● **Work request**
The required output is a single number: how many lines of the material contain the string "write".
□ □ □
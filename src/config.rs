//! Runtime configuration, read once from the environment and passed in.
//!
//! | Variable | Default |
//! |----------|---------|
//! | `DOCVAULT_DB` | `./docvault.db` |
//! | `DOCVAULT_EMBEDDING_PROVIDER` | `hashing` (`hashing`, `charstats`, `openai`, `noop`) |
//! | `DOCVAULT_EMBEDDING_DIMENSION` | `256`, hashing provider only |
//! | `DOCVAULT_EMBEDDING_API_KEY` | empty |
//! | `DOCVAULT_EMBEDDING_MODEL` | provider default |
//! | `DOCVAULT_EMBEDDING_BASE_URL` | `https://api.openai.com` |
//! | `DOCVAULT_EMBEDDING_TIMEOUT_SECS` | `30` |
//! | `DOCVAULT_PREVIEW_CHARS` | `400` |

use crate::domain::error::DomainError;
use std::fmt;
use std::str::FromStr;
use std::time::Duration;

pub const DEFAULT_DB_PATH: &str = "./docvault.db";
pub const DEFAULT_PREVIEW_CHARS: usize = 400;
pub const DEFAULT_EMBEDDING_TIMEOUT: Duration = Duration::from_secs(30);

#[derive(Debug, Clone, Copy, PartialEq, Eq)]
pub enum EmbeddingProviderKind {
    Hashing,
    CharStats,
    OpenAi,
    Noop,
}

impl fmt::Display for EmbeddingProviderKind {
    fn fmt(&self, f: &mut fmt::Formatter<'_>) -> fmt::Result {
        match self {
            EmbeddingProviderKind::Hashing => write!(f, "hashing"),
            EmbeddingProviderKind::CharStats => write!(f, "charstats"),
            EmbeddingProviderKind::OpenAi => write!(f, "openai"),
            EmbeddingProviderKind::Noop => write!(f, "noop"),
        }
    }
}

impl FromStr for EmbeddingProviderKind {
    type Err = String;

    fn from_str(s: &str) -> Result<Self, Self::Err> {
        match s.to_lowercase().as_str() {
            "hashing" => Ok(EmbeddingProviderKind::Hashing),
            "charstats" => Ok(EmbeddingProviderKind::CharStats),
            "openai" => Ok(EmbeddingProviderKind::OpenAi),
            "noop" => Ok(EmbeddingProviderKind::Noop),
            _ => Err(format!("Unknown embedding provider: {s}")),
        }
    }
}

#[derive(Debug, Clone)]
pub struct EmbeddingConfig {
    pub provider: EmbeddingProviderKind,
    pub dimension: usize,
    pub api_key: String,
    pub model: Option<String>,
    pub base_url: Option<String>,
}

impl Default for EmbeddingConfig {
    fn default() -> Self {
        Self {
            provider: EmbeddingProviderKind::Hashing,
            dimension: crate::infrastructure::embeddings::hashing::DEFAULT_DIMENSION,
            api_key: String::new(),
            model: None,
            base_url: None,
        }
    }
}

/// Knobs for the search service itself.
#[derive(Debug, Clone)]
pub struct ServiceOptions {
    pub embedding_timeout: Duration,
    /// Characters of document text returned with each hit.
    pub preview_chars: usize,
}

impl Default for ServiceOptions {
    fn default() -> Self {
        Self {
            embedding_timeout: DEFAULT_EMBEDDING_TIMEOUT,
            preview_chars: DEFAULT_PREVIEW_CHARS,
        }
    }
}

#[derive(Debug, Clone)]
pub struct Config {
    pub db_path: String,
    pub embedding: EmbeddingConfig,
    pub service: ServiceOptions,
}

impl Default for Config {
    fn default() -> Self {
        Self {
            db_path: DEFAULT_DB_PATH.to_string(),
            embedding: EmbeddingConfig::default(),
            service: ServiceOptions::default(),
        }
    }
}

impl Config {
    pub fn from_env() -> Result<Self, DomainError> {
        Self::from_lookup(|key| std::env::var(key).ok())
    }

    /// Builds a config from any key lookup; unset keys fall back to defaults.
    pub fn from_lookup(lookup: impl Fn(&str) -> Option<String>) -> Result<Self, DomainError> {
        let defaults = Config::default();

        let provider = match lookup("DOCVAULT_EMBEDDING_PROVIDER") {
            Some(p) => p.parse::<EmbeddingProviderKind>().map_err(DomainError::Config)?,
            None => defaults.embedding.provider,
        };
        let dimension = parse_var(&lookup, "DOCVAULT_EMBEDDING_DIMENSION")?.unwrap_or(defaults.embedding.dimension);
        let timeout_secs: Option<u64> = parse_var(&lookup, "DOCVAULT_EMBEDDING_TIMEOUT_SECS")?;
        let preview_chars = parse_var(&lookup, "DOCVAULT_PREVIEW_CHARS")?.unwrap_or(defaults.service.preview_chars);

        Ok(Config {
            db_path: lookup("DOCVAULT_DB").unwrap_or(defaults.db_path),
            embedding: EmbeddingConfig {
                provider,
                dimension,
                api_key: lookup("DOCVAULT_EMBEDDING_API_KEY").unwrap_or_default(),
                model: lookup("DOCVAULT_EMBEDDING_MODEL").filter(|m| !m.is_empty()),
                base_url: lookup("DOCVAULT_EMBEDDING_BASE_URL").filter(|u| !u.is_empty()),
            },
            service: ServiceOptions {
                embedding_timeout: timeout_secs
                    .map(Duration::from_secs)
                    .unwrap_or(defaults.service.embedding_timeout),
                preview_chars,
            },
        })
    }
}

fn parse_var<T: FromStr>(lookup: &impl Fn(&str) -> Option<String>, key: &str) -> Result<Option<T>, DomainError>
where
    T::Err: fmt::Display,
{
    lookup(key)
        .map(|raw| {
            raw.trim()
                .parse::<T>()
                .map_err(|e| DomainError::Config(format!("{key}={raw}: {e}")))
        })
        .transpose()
}

#[cfg(test)]
mod tests {
    use super::*;
    use std::collections::HashMap;

    fn lookup_from(pairs: &[(&str, &str)]) -> impl Fn(&str) -> Option<String> {
        let map: HashMap<String, String> = pairs
            .iter()
            .map(|(k, v)| (k.to_string(), v.to_string()))
            .collect();
        move |key| map.get(key).cloned()
    }

    #[test]
    fn test_defaults_when_nothing_set() {
        let config = Config::from_lookup(lookup_from(&[])).unwrap();
        assert_eq!(config.db_path, DEFAULT_DB_PATH);
        assert_eq!(config.embedding.provider, EmbeddingProviderKind::Hashing);
        assert_eq!(config.embedding.dimension, 256);
        assert_eq!(config.service.preview_chars, 400);
        assert_eq!(config.service.embedding_timeout, Duration::from_secs(30));
    }

    #[test]
    fn test_overrides_are_applied() {
        let config = Config::from_lookup(lookup_from(&[
            ("DOCVAULT_DB", "/tmp/x.db"),
            ("DOCVAULT_EMBEDDING_PROVIDER", "OpenAI"),
            ("DOCVAULT_EMBEDDING_MODEL", "text-embedding-3-large"),
            ("DOCVAULT_EMBEDDING_TIMEOUT_SECS", "5"),
            ("DOCVAULT_PREVIEW_CHARS", "80"),
        ]))
        .unwrap();
        assert_eq!(config.db_path, "/tmp/x.db");
        assert_eq!(config.embedding.provider, EmbeddingProviderKind::OpenAi);
        assert_eq!(config.embedding.model.as_deref(), Some("text-embedding-3-large"));
        assert_eq!(config.service.embedding_timeout, Duration::from_secs(5));
        assert_eq!(config.service.preview_chars, 80);
    }

    #[test]
    fn test_invalid_values_are_config_errors() {
        let bad_provider = Config::from_lookup(lookup_from(&[("DOCVAULT_EMBEDDING_PROVIDER", "bert")]));
        assert!(matches!(bad_provider, Err(DomainError::Config(_))));

        let bad_number = Config::from_lookup(lookup_from(&[("DOCVAULT_PREVIEW_CHARS", "many")]));
        assert!(matches!(bad_number, Err(DomainError::Config(_))));
    }
}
□ □ □
● **Solution**
4